**DIRECTIONS**
Work through the data line by line, gathering every line that has the word "模块描述文件无效".

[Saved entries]
····················
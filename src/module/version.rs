//! 语义化版本号
//!
//! 提供 [`Version`] 类型：解析 `major.minor.patch[-pre][+build]` 格式的版本字符串，
//! 并定义版本之间的全序关系。
//!
//! # 比较规则
//!
//! - 依次比较 major、minor、patch
//! - 无预发布标签的版本大于同号的预发布版本（`1.0.0-alpha < 1.0.0`）
//! - 预发布标签之间按字典序比较
//! - 构建元数据仅作记录，不参与比较和相等判断
//!
//! # 示例
//!
//! ```rust
//! use chips_modules::module::version::Version;
//!
//! let a = Version::parse("1.0.0-alpha").unwrap();
//! let b = Version::parse("v1.0.0+build.7").unwrap();
//! assert!(a < b);
//! assert_eq!(b, Version::new(1, 0, 0));
//! ```

use std::cmp::Ordering;
use std::fmt;
use std::hash::{Hash, Hasher};
use std::str::FromStr;

use serde::{Deserialize, Deserializer, Serialize, Serializer};

use crate::utils::{CoreError, Result};

/// 语义化版本号
#[derive(Debug, Clone, Eq)]
pub struct Version {
    /// 主版本号
    pub major: u64,
    /// 次版本号
    pub minor: u64,
    /// 修订号
    pub patch: u64,
    /// 预发布标签（`-` 之后的部分）
    pub pre_release: Option<String>,
    /// 构建元数据（`+` 之后的部分）
    pub build: Option<String>,
}

impl Version {
    /// 创建不带预发布标签和构建元数据的版本
    pub fn new(major: u64, minor: u64, patch: u64) -> Self {
        Self {
            major,
            minor,
            patch,
            pre_release: None,
            build: None,
        }
    }

    /// 严格解析版本字符串
    ///
    /// 接受可选的前导 `v`；major、minor、patch 三段都必须存在且为非负整数。
    ///
    /// # 错误
    ///
    /// 格式不符时返回 `CoreError::VersionParse`。
    pub fn parse(text: &str) -> Result<Self> {
        let partial = PartialVersion::parse(text)?;
        match (partial.minor, partial.patch) {
            (Some(_), Some(_)) => Ok(partial.into_version()),
            _ => Err(parse_error(text, "缺少 major.minor.patch 中的某一段")),
        }
    }

    /// 宽松解析：`1` 和 `1.2` 这样的短版本会以 0 补齐缺失的段
    pub fn parse_loose(text: &str) -> Result<Self> {
        Ok(PartialVersion::parse(text)?.into_version())
    }

    /// 是否为预发布版本
    pub fn is_pre_release(&self) -> bool {
        self.pre_release.is_some()
    }

    /// 仅保留 major.minor.patch 三段
    pub fn core(&self) -> Version {
        Version::new(self.major, self.minor, self.patch)
    }
}

impl Default for Version {
    /// 描述文件未声明版本时使用的默认值 `1.0.0`
    fn default() -> Self {
        Version::new(1, 0, 0)
    }
}

impl Ord for Version {
    fn cmp(&self, other: &Self) -> Ordering {
        self.major
            .cmp(&other.major)
            .then(self.minor.cmp(&other.minor))
            .then(self.patch.cmp(&other.patch))
            .then_with(|| match (&self.pre_release, &other.pre_release) {
                (None, None) => Ordering::Equal,
                (None, Some(_)) => Ordering::Greater,
                (Some(_), None) => Ordering::Less,
                (Some(a), Some(b)) => a.cmp(b),
            })
    }
}

impl PartialOrd for Version {
    fn partial_cmp(&self, other: &Self) -> Option<Ordering> {
        Some(self.cmp(other))
    }
}

impl PartialEq for Version {
    fn eq(&self, other: &Self) -> bool {
        self.cmp(other) == Ordering::Equal
    }
}

impl Hash for Version {
    // 与 Eq 保持一致：构建元数据不参与
    fn hash<H: Hasher>(&self, state: &mut H) {
        self.major.hash(state);
        self.minor.hash(state);
        self.patch.hash(state);
        self.pre_release.hash(state);
    }
}

impl fmt::Display for Version {
    fn fmt(&self, f: &mut fmt::Formatter<'_>) -> fmt::Result {
        write!(f, "{}.{}.{}", self.major, self.minor, self.patch)?;
        if let Some(ref pre) = self.pre_release {
            write!(f, "-{}", pre)?;
        }
        if let Some(ref build) = self.build {
            write!(f, "+{}", build)?;
        }
        Ok(())
    }
}

impl FromStr for Version {
    type Err = CoreError;

    fn from_str(s: &str) -> Result<Self> {
        Version::parse(s)
    }
}

impl Serialize for Version {
    fn serialize<S: Serializer>(&self, serializer: S) -> std::result::Result<S::Ok, S::Error> {
        serializer.collect_str(self)
    }
}

impl<'de> Deserialize<'de> for Version {
    fn deserialize<D: Deserializer<'de>>(deserializer: D) -> std::result::Result<Self, D::Error> {
        // YAML 中 `version: 1.0` 会被解析为浮点数，这里统一按字符串处理
        let raw = serde_yaml::Value::deserialize(deserializer)?;
        let text = match raw {
            serde_yaml::Value::String(s) => s,
            serde_yaml::Value::Number(n) => n.to_string(),
            other => {
                return Err(serde::de::Error::custom(format!(
                    "版本号必须是字符串，实际为 {:?}",
                    other
                )))
            }
        };
        Version::parse(&text).map_err(serde::de::Error::custom)
    }
}

/// 允许缺省 minor/patch 的版本
///
/// 约束表达式中的操作数（如 `^1.2`、`~1`）需要知道哪些段是显式给出的，
/// 才能计算正确的上界。
#[derive(Debug, Clone, PartialEq, Eq)]
pub(crate) struct PartialVersion {
    pub major: u64,
    pub minor: Option<u64>,
    pub patch: Option<u64>,
    pub pre_release: Option<String>,
    pub build: Option<String>,
}

impl PartialVersion {
    pub fn parse(text: &str) -> Result<Self> {
        let trimmed = text.trim();
        let body = trimmed
            .strip_prefix('v')
            .or_else(|| trimmed.strip_prefix('V'))
            .unwrap_or(trimmed);
        if body.is_empty() {
            return Err(parse_error(text, "版本号为空"));
        }

        let (body, build) = match body.split_once('+') {
            Some((head, build)) => {
                validate_identifiers(text, build, "构建元数据")?;
                (head, Some(build.to_string()))
            }
            None => (body, None),
        };

        let (numbers, pre_release) = match body.split_once('-') {
            Some((head, pre)) => {
                validate_identifiers(text, pre, "预发布标签")?;
                (head, Some(pre.to_string()))
            }
            None => (body, None),
        };

        let mut parts = numbers.split('.');
        let major = parse_component(text, parts.next())?;
        let minor = parts.next().map(|p| parse_component(text, Some(p))).transpose()?;
        let patch = parts.next().map(|p| parse_component(text, Some(p))).transpose()?;
        if parts.next().is_some() {
            return Err(parse_error(text, "版本号最多包含三段数字"));
        }

        // 预发布标签只能出现在完整的三段版本之后
        if patch.is_none() && (pre_release.is_some() || build.is_some()) {
            return Err(parse_error(text, "预发布标签或构建元数据需要完整的三段版本号"));
        }

        Ok(Self {
            major,
            minor,
            patch,
            pre_release,
            build,
        })
    }

    /// 以 0 补齐缺失段
    pub fn into_version(self) -> Version {
        Version {
            major: self.major,
            minor: self.minor.unwrap_or(0),
            patch: self.patch.unwrap_or(0),
            pre_release: self.pre_release,
            build: self.build,
        }
    }
}

fn parse_component(input: &str, part: Option<&str>) -> Result<u64> {
    let part = part.unwrap_or_default();
    if part.is_empty() || !part.chars().all(|c| c.is_ascii_digit()) {
        return Err(parse_error(input, &format!("'{}' 不是非负整数", part)));
    }
    part.parse::<u64>()
        .map_err(|e| parse_error(input, &format!("'{}' 超出范围: {}", part, e)))
}

fn validate_identifiers(input: &str, tag: &str, what: &str) -> Result<()> {
    let valid = !tag.is_empty()
        && tag.split('.').all(|ident| {
            !ident.is_empty() && ident.chars().all(|c| c.is_ascii_alphanumeric() || c == '-')
        });
    if valid {
        Ok(())
    } else {
        Err(parse_error(input, &format!("{} '{}' 格式无效", what, tag)))
    }
}

fn parse_error(input: &str, reason: &str) -> CoreError {
    CoreError::VersionParse {
        input: input.to_string(),
        reason: reason.to_string(),
    }
}
//! 模块引擎错误类型定义
//!
//! 本模块定义了依赖解析、模块发现和生命周期管理中使用的所有错误类型。
//! 只有"致命"错误会以 `CoreError` 的形式返回给调用方；缓存失效、
//! 钩子执行失败等可恢复情况在各自组件内部降级处理，不会出现在这里。

use std::path::PathBuf;

use thiserror::Error;

/// 模块引擎核心错误类型
#[derive(Error, Debug)]
pub enum CoreError {
    // ==================== 版本与约束错误 ====================

    /// 版本号格式无效
    #[error("无效的版本号 '{input}': {reason}")]
    VersionParse {
        input: String,
        reason: String,
    },

    /// 版本约束表达式无效
    #[error("无效的版本约束 '{constraint}': {reason}")]
    InvalidConstraint {
        constraint: String,
        reason: String,
    },

    // ==================== 模块描述错误 ====================

    /// 模块描述文件无效
    #[error("模块描述文件无效 {path:?}: {reason}")]
    InvalidDescriptor {
        path: PathBuf,
        reason: String,
    },

    /// 模块 ID 重复注册
    #[error("模块 '{id}' 重复注册: 已存在于 {existing:?}, 冲突位置 {duplicate:?}")]
    DuplicateModule {
        id: String,
        existing: PathBuf,
        duplicate: PathBuf,
    },

    /// 模块未找到
    #[error("模块未找到: '{0}'")]
    ModuleNotFound(String),

    // ==================== 依赖解析错误 ====================

    /// 依赖缺失（不存在或已禁用）
    #[error("模块 '{module}' 依赖的模块 '{dependency}' 不存在或未启用")]
    MissingDependency {
        module: String,
        dependency: String,
    },

    /// 循环依赖，`module_a -> module_b` 是闭合环的那条边
    #[error("检测到循环依赖: '{module_a}' -> '{module_b}'")]
    CircularDependency {
        module_a: String,
        module_b: String,
    },

    /// 依赖版本不满足约束
    #[error("版本不匹配: 模块 '{module}' 要求 '{dependency}' 满足 '{constraint}', 实际版本为 {actual}")]
    VersionMismatch {
        module: String,
        dependency: String,
        constraint: String,
        actual: String,
    },

    /// 模块冲突
    #[error("模块冲突: '{module_a}' 与 '{module_b}' 不能同时启用")]
    ConflictDetected {
        module_a: String,
        module_b: String,
    },

    // ==================== 加载错误 ====================

    /// 模块加载失败
    #[error("模块加载失败: '{module_id}' - {reason}")]
    ModuleLoadFailed {
        module_id: String,
        reason: String,
    },

    // ==================== 配置错误 ====================

    /// 配置加载失败
    #[error("配置加载失败: {0}")]
    ConfigLoadFailed(String),

    /// 配置值无效
    #[error("配置值无效: '{key}' - {reason}")]
    InvalidConfigValue {
        key: String,
        reason: String,
    },

    // ==================== IO 和序列化错误 ====================

    /// IO 错误
    #[error("IO 错误: {0}")]
    Io(#[from] std::io::Error),

    /// JSON 序列化/反序列化错误
    #[error("JSON 错误: {0}")]
    Json(#[from] serde_json::Error),

    /// YAML 序列化/反序列化错误
    #[error("YAML 错误: {0}")]
    Yaml(#[from] serde_yaml::Error),

    // ==================== 通用错误 ====================

    /// 初始化失败
    #[error("初始化失败: {0}")]
    InitFailed(String),

    /// 其他错误
    #[error("{0}")]
    Other(#[from] anyhow::Error),
}

/// 模块引擎操作结果类型别名
pub type Result<T> = std::result::Result<T, CoreError>;

/// 错误码常量
pub mod error_code {
    // 版本错误 (VERSION-xxx)
    pub const VERSION_INVALID: &str = "VERSION-001";
    pub const CONSTRAINT_INVALID: &str = "VERSION-002";

    // 模块错误 (MODULE-xxx)
    pub const MODULE_NOT_FOUND: &str = "MODULE-001";
    pub const MODULE_DESCRIPTOR_INVALID: &str = "MODULE-002";
    pub const MODULE_LOAD_FAILED: &str = "MODULE-003";
    pub const MODULE_DUPLICATE: &str = "MODULE-004";
    pub const MODULE_CIRCULAR_DEPENDENCY: &str = "MODULE-005";
    pub const MODULE_MISSING_DEPENDENCY: &str = "MODULE-006";
    pub const MODULE_VERSION_MISMATCH: &str = "MODULE-007";
    pub const MODULE_CONFLICT: &str = "MODULE-008";

    // 配置错误 (CONFIG-xxx)
    pub const CONFIG_LOAD_FAILED: &str = "CONFIG-001";
    pub const CONFIG_INVALID_VALUE: &str = "CONFIG-002";

    // IO 错误 (IO-xxx)
    pub const IO_FAILED: &str = "IO-001";
    pub const SERIALIZATION_FAILED: &str = "IO-002";
}

impl CoreError {
    /// 获取错误码
    pub fn error_code(&self) -> &'static str {
        match self {
            CoreError::VersionParse { .. } => error_code::VERSION_INVALID,
            CoreError::InvalidConstraint { .. } => error_code::CONSTRAINT_INVALID,
            CoreError::InvalidDescriptor { .. } => error_code::MODULE_DESCRIPTOR_INVALID,
            CoreError::DuplicateModule { .. } => error_code::MODULE_DUPLICATE,
            CoreError::ModuleNotFound(_) => error_code::MODULE_NOT_FOUND,
            CoreError::MissingDependency { .. } => error_code::MODULE_MISSING_DEPENDENCY,
            CoreError::CircularDependency { .. } => error_code::MODULE_CIRCULAR_DEPENDENCY,
            CoreError::VersionMismatch { .. } => error_code::MODULE_VERSION_MISMATCH,
            CoreError::ConflictDetected { .. } => error_code::MODULE_CONFLICT,
            CoreError::ModuleLoadFailed { .. } => error_code::MODULE_LOAD_FAILED,
            CoreError::ConfigLoadFailed(_) => error_code::CONFIG_LOAD_FAILED,
            CoreError::InvalidConfigValue { .. } => error_code::CONFIG_INVALID_VALUE,
            CoreError::Io(_) => error_code::IO_FAILED,
            CoreError::Json(_) | CoreError::Yaml(_) => error_code::SERIALIZATION_FAILED,
            _ => "UNKNOWN",
        }
    }

    /// 是否为依赖图配置错误
    ///
    /// 这类错误需要运维人员修正模块配置，重试不会改变结果。
    pub fn is_graph_error(&self) -> bool {
        matches!(
            self,
            CoreError::MissingDependency { .. }
                | CoreError::CircularDependency { .. }
                | CoreError::VersionMismatch { .. }
                | CoreError::ConflictDetected { .. }
                | CoreError::DuplicateModule { .. }
        )
    }
}
//! # Chips Modules - 模块依赖与生命周期引擎
//!
//! 负责发现应用中的功能模块、解析模块间的版本化依赖、计算确定的加载顺序，
//! 并在模块安装、升级、启用、禁用和启动前后执行生命周期钩子：
//!
//! - **版本与约束**: `1.2.3`、`^1.2`、`~1.2.3`、`>=1.0,<2.0`、`*`
//! - **模块发现**: 扫描模块目录，读取 `module.yaml` 或识别旧式标记文件
//! - **依赖解析**: 深度优先的拓扑排序，检测缺失依赖、循环依赖、版本不符和冲突
//! - **注册表**: 带缓存的模块注册表，目录未变时跳过重新解析
//! - **加载器**: 按顺序激活模块，延迟模块在首个匹配路由时激活
//! - **生命周期**: 基于已安装版本记录驱动安装、升级等钩子
//!
//! ## 快速开始
//!
//! ```rust,no_run
//! use chips_modules::{CoreConfig, InMemoryContainer, ModuleManager};
//!
//! fn main() -> Result<(), Box<dyn std::error::Error>> {
//!     let config = CoreConfig::builder().module_dir("./modules").build();
//!     let mut manager = ModuleManager::from_config(&config.effective_modules());
//!
//!     let mut boot = manager.boot(InMemoryContainer::new())?;
//!     let activated = boot.loader.load_for_route("/admin/users")?;
//!     println!("按需激活: {:?}", activated);
//!
//!     Ok(())
//! }
//! ```
//!
//! ## 模块结构
//!
//! - `module` - 版本、描述、发现、解析、注册表、加载器和生命周期
//! - `core` - 引擎配置
//! - `utils` - 错误类型和日志系统

#![warn(missing_docs)]
#![warn(rustdoc::missing_crate_level_docs)]

pub mod core;
pub mod module;
pub mod utils;

// 重导出常用类型，方便使用
pub use module::{
    discover, resolve, satisfies, CapabilityContainer, DependencyGraph, DependencyResolver,
    Discovery, HookKind, HookProvider, HookRegistry, HookStatus, InMemoryContainer, LifecycleManager,
    LoadState, ModuleDescriptor, ModuleLoader, ModuleManager, ModuleRegistry, Resolution,
    SetupReport, Version, VersionConstraint,
};

pub use utils::{error_code, CoreError, Result};
pub use utils::logger::{LogGuard, Logger, LoggerConfig};

pub use core::config::{CoreConfig, CoreConfigBuilder, LogConfig, ModuleConfig};

/// 库版本
pub const VERSION: &str = env!("CARGO_PKG_VERSION");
····················
**REPLY**
    /// 模块描述文件无效
    #[error("模块描述文件无效 {path:?}: {reason}")]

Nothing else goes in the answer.